(Extracted records)
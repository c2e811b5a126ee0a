//! Single-entry extraction from zip archives.
//!
//! Archives are read front to back through their local headers, one entry at
//! a time. Entries whose sizes follow their data in a trailing descriptor
//! (as written by the JDK `jar` tool) cannot be delimited that way; when the
//! first one is met the remaining entries are taken from the central
//! directory instead. Scanning stops at the first entry selected for
//! extraction.

use std::collections::HashSet;
use std::fs::File;
use std::io::{self, BufReader, BufWriter, Read, Seek, SeekFrom, Write};
use std::mem;

use camino::{Utf8Path, Utf8PathBuf};
use log::{debug, trace};
use thiserror::Error;
use zip::ZipArchive;
use zip::read::{ZipFile, read_zipfile_from_stream};
use zip::result::ZipError;

/// General purpose flag marking sizes and CRC as deferred to a data
/// descriptor.
const DATA_DESCRIPTOR_FLAG: u16 = 1 << 3;

/// Errors arising from archive extraction.
#[derive(Debug, Error)]
pub enum ArchiveError {
    /// The archive file could not be opened.
    #[error("failed to open archive {archive}: {source}")]
    Open {
        /// Path of the archive.
        archive: Utf8PathBuf,
        /// The underlying I/O error.
        #[source]
        source: io::Error,
    },

    /// The archive structure could not be read.
    #[error("failed to read archive {archive}: {source}")]
    Read {
        /// Path of the archive.
        archive: Utf8PathBuf,
        /// The underlying zip error.
        #[source]
        source: ZipError,
    },

    /// The destination file could not be created.
    #[error("failed to create {destination}: {source}")]
    Create {
        /// Path of the destination file.
        destination: Utf8PathBuf,
        /// The underlying I/O error.
        #[source]
        source: io::Error,
    },

    /// Copying entry content failed part-way; the destination may be partial.
    #[error("failed to copy {entry} to {destination}: {source}")]
    Copy {
        /// Name of the entry being copied.
        entry: String,
        /// Path of the destination file.
        destination: Utf8PathBuf,
        /// The underlying I/O error.
        #[source]
        source: io::Error,
    },
}

/// Outcome of scanning an archive for an entry.
#[derive(Debug, Clone, PartialEq, Eq)]
pub enum Extraction {
    /// An entry was selected and written to `destination`.
    Extracted {
        /// Name of the extracted entry.
        entry: String,
        /// File the entry was written to.
        destination: Utf8PathBuf,
        /// Number of bytes written.
        bytes: u64,
    },
    /// No entry was selected; no destination was touched.
    NotFound,
}

impl Extraction {
    /// Returns `true` when an entry was written.
    #[must_use]
    pub const fn is_extracted(&self) -> bool {
        matches!(self, Self::Extracted { .. })
    }
}

/// One archive entry: its name and a reader over its decompressed content.
pub struct Entry<R> {
    name: String,
    reader: R,
}

impl<R> Entry<R> {
    /// The entry's path-like name inside the archive.
    #[must_use]
    pub fn name(&self) -> &str {
        &self.name
    }
}

impl<R: Read> Read for Entry<R> {
    fn read(&mut self, buf: &mut [u8]) -> io::Result<usize> {
        self.reader.read(buf)
    }
}

/// Lazy, forward-only sequence of archive entries.
///
/// Each call to [`next_entry`](Self::next_entry) reads one local header.
/// Unread content of the previous entry is skipped automatically. Once an
/// entry with a data descriptor is reached, the stream continues from the
/// central directory and skips names it has already yielded. To scan again,
/// open a new stream.
pub struct EntryStream<R> {
    source: Source<R>,
    yielded: HashSet<String>,
}

enum Source<R> {
    Local(R),
    Central { archive: ZipArchive<R>, next: usize },
    Exhausted,
}

impl EntryStream<BufReader<File>> {
    /// Opens the archive at `archive` for sequential reading.
    ///
    /// # Errors
    ///
    /// Returns [`ArchiveError::Open`] when the file cannot be opened.
    pub fn open(archive: &Utf8Path) -> Result<Self, ArchiveError> {
        let file = File::open(archive).map_err(|source| ArchiveError::Open {
            archive: archive.to_owned(),
            source,
        })?;
        Ok(Self::new(BufReader::new(file)))
    }
}

impl<R: Read + Seek> EntryStream<R> {
    /// Wraps a reader positioned at the start of a zip archive.
    #[must_use]
    pub fn new(reader: R) -> Self {
        Self {
            source: Source::Local(reader),
            yielded: HashSet::new(),
        }
    }

    /// Reads the next entry header.
    ///
    /// Returns `Ok(None)` once every entry has been yielded.
    ///
    /// # Errors
    ///
    /// Returns the zip error when a header or the central directory is
    /// corrupt, or an entry uses a feature the reader cannot handle.
    pub fn next_entry(&mut self) -> Result<Option<Entry<ZipFile<'_>>>, ZipError> {
        if let Source::Local(reader) = &mut self.source
            && sizes_deferred(reader)?
        {
            self.switch_to_central_directory()?;
        }

        match &mut self.source {
            Source::Local(reader) => {
                let Some(file) = read_zipfile_from_stream(reader)? else {
                    return Ok(None);
                };
                self.yielded.insert(file.name().to_owned());
                Ok(Some(Entry {
                    name: file.name().to_owned(),
                    reader: file,
                }))
            }
            Source::Central { archive, next } => {
                while archive
                    .name_for_index(*next)
                    .is_some_and(|name| self.yielded.contains(name))
                {
                    *next += 1;
                }
                if *next >= archive.len() {
                    return Ok(None);
                }
                let file = archive.by_index(*next)?;
                *next += 1;
                Ok(Some(Entry {
                    name: file.name().to_owned(),
                    reader: file,
                }))
            }
            Source::Exhausted => Ok(None),
        }
    }

    fn switch_to_central_directory(&mut self) -> Result<(), ZipError> {
        if let Source::Local(reader) = mem::replace(&mut self.source, Source::Exhausted) {
            trace!(
                "entry sizes follow the data; continuing from the central directory after {} entries",
                self.yielded.len()
            );
            self.source = Source::Central {
                archive: ZipArchive::new(reader)?,
                next: 0,
            };
        }
        Ok(())
    }
}

/// Reports whether the local header at the reader's position defers its
/// sizes to a data descriptor. The reader is left where it was.
fn sizes_deferred<R: Read + Seek>(reader: &mut R) -> io::Result<bool> {
    let start = reader.stream_position()?;
    let mut header = Vec::with_capacity(8);
    reader.by_ref().take(8).read_to_end(&mut header)?;
    reader.seek(SeekFrom::Start(start))?;

    Ok(match header.as_slice() {
        [b'P', b'K', 3, 4, _, _, low, high] => {
            u16::from_le_bytes([*low, *high]) & DATA_DESCRIPTOR_FLAG != 0
        }
        _ => false,
    })
}

/// Scans `archive` and copies the first entry for which `select` returns a
/// destination.
///
/// `select` is called with each entry name in archive order until it
/// returns `Some`. The chosen destination is created (or truncated) and
/// receives the entry's bytes verbatim; later entries are not read. When no
/// entry is selected the result is [`Extraction::NotFound`] and no file is
/// touched.
///
/// # Errors
///
/// Returns [`ArchiveError`] when the archive cannot be read or the
/// destination cannot be written. A failure while copying may leave a
/// partial destination file behind.
pub fn extract_entry<F>(archive: &Utf8Path, mut select: F) -> Result<Extraction, ArchiveError>
where
    F: FnMut(&str) -> Option<Utf8PathBuf>,
{
    let read_error = |source| ArchiveError::Read {
        archive: archive.to_owned(),
        source,
    };

    let mut entries = EntryStream::open(archive)?;
    while let Some(mut entry) = entries.next_entry().map_err(read_error)? {
        let Some(destination) = select(entry.name()) else {
            continue;
        };
        let bytes = copy_entry(&mut entry, &destination)?;
        debug!("extracted {} ({bytes} bytes) from {archive} to {destination}", entry.name());
        return Ok(Extraction::Extracted {
            entry: entry.name,
            destination,
            bytes,
        });
    }

    debug!("no matching entry in {archive}");
    Ok(Extraction::NotFound)
}

/// Copies the entry named exactly `name` from `archive` to `destination`.
///
/// # Errors
///
/// See [`extract_entry`].
pub fn extract_named_entry(
    archive: &Utf8Path,
    name: &str,
    destination: &Utf8Path,
) -> Result<Extraction, ArchiveError> {
    extract_entry(archive, |entry| {
        (entry == name).then(|| destination.to_owned())
    })
}

fn copy_entry<R: Read>(entry: &mut Entry<R>, destination: &Utf8Path) -> Result<u64, ArchiveError> {
    let file = File::create(destination).map_err(|source| ArchiveError::Create {
        destination: destination.to_owned(),
        source,
    })?;
    let copy_error = |source| ArchiveError::Copy {
        entry: entry.name.clone(),
        destination: destination.to_owned(),
        source,
    };

    let mut output = BufWriter::new(file);
    let bytes = io::copy(&mut entry.reader, &mut output).map_err(copy_error)?;
    output.flush().map_err(copy_error)?;
    Ok(bytes)
}

/// Extracts named entries from archives, enabling test mocking.
///
/// # Examples
///
/// ```
/// use bundle_extractor::archive::ZipExtractor;
///
/// let extractor = ZipExtractor;
/// // Use extractor.extract_named_entry(archive, entry, destination) in production
/// ```
#[cfg_attr(test, mockall::automock)]
pub trait ArchiveExtractor {
    /// Copies the entry named `entry` from `archive` into `destination`.
    ///
    /// # Errors
    ///
    /// Returns [`ArchiveError`] when reading the archive or writing the
    /// destination fails. A missing entry is reported as
    /// [`Extraction::NotFound`], not as an error.
    fn extract_named_entry(
        &self,
        archive: &Utf8Path,
        entry: &str,
        destination: &Utf8Path,
    ) -> Result<Extraction, ArchiveError>;
}

/// Default extractor reading zip and jar archives.
#[derive(Debug, Clone, Copy, Default)]
pub struct ZipExtractor;

impl ArchiveExtractor for ZipExtractor {
    fn extract_named_entry(
        &self,
        archive: &Utf8Path,
        entry: &str,
        destination: &Utf8Path,
    ) -> Result<Extraction, ArchiveError> {
        extract_named_entry(archive, entry, destination)
    }
}

#[cfg(test)]
#[path = "archive_tests.rs"]
mod tests;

> **EXERCISE INSTRUCTIONS**
Output exactly the span of lines beginning at the first line of the records and ending at the line that holds "not be created.", inclusive, with no other text.

> **OUTPUT FOR THIS TASK**
repository c2e811b5a126ee0a
//! Single-entry extraction from zip archives.
//!
//! Archives are read front to back through their local headers, one entry at
//! a time. Entries whose sizes follow their data in a trailing descriptor
//! (as written by the JDK `jar` tool) cannot be delimited that way; when the
//! first one is met the remaining entries are taken from the central
//! directory instead. Scanning stops at the first entry selected for
//! extraction.

use std::collections::HashSet;
use std::fs::File;
use std::io::{self, BufReader, BufWriter, Read, Seek, SeekFrom, Write};
use std::mem;

use camino::{Utf8Path, Utf8PathBuf};
use log::{debug, trace};
use thiserror::Error;
use zip::ZipArchive;
use zip::read::{ZipFile, read_zipfile_from_stream};
use zip::result::ZipError;

/// General purpose flag marking sizes and CRC as deferred to a data
/// descriptor.
const DATA_DESCRIPTOR_FLAG: u16 = 1 << 3;

/// Errors arising from archive extraction.
#[derive(Debug, Error)]
pub enum ArchiveError {
    /// The archive file could not be opened.
    #[error("failed to open archive {archive}: {source}")]
    Open {
        /// Path of the archive.
        archive: Utf8PathBuf,
        /// The underlying I/O error.
        #[source]
        source: io::Error,
    },

    /// The archive structure could not be read.
    #[error("failed to read archive {archive}: {source}")]
    Read {
        /// Path of the archive.
        archive: Utf8PathBuf,
        /// The underlying zip error.
        #[source]
        source: ZipError,
    },

    /// The destination file could not be created.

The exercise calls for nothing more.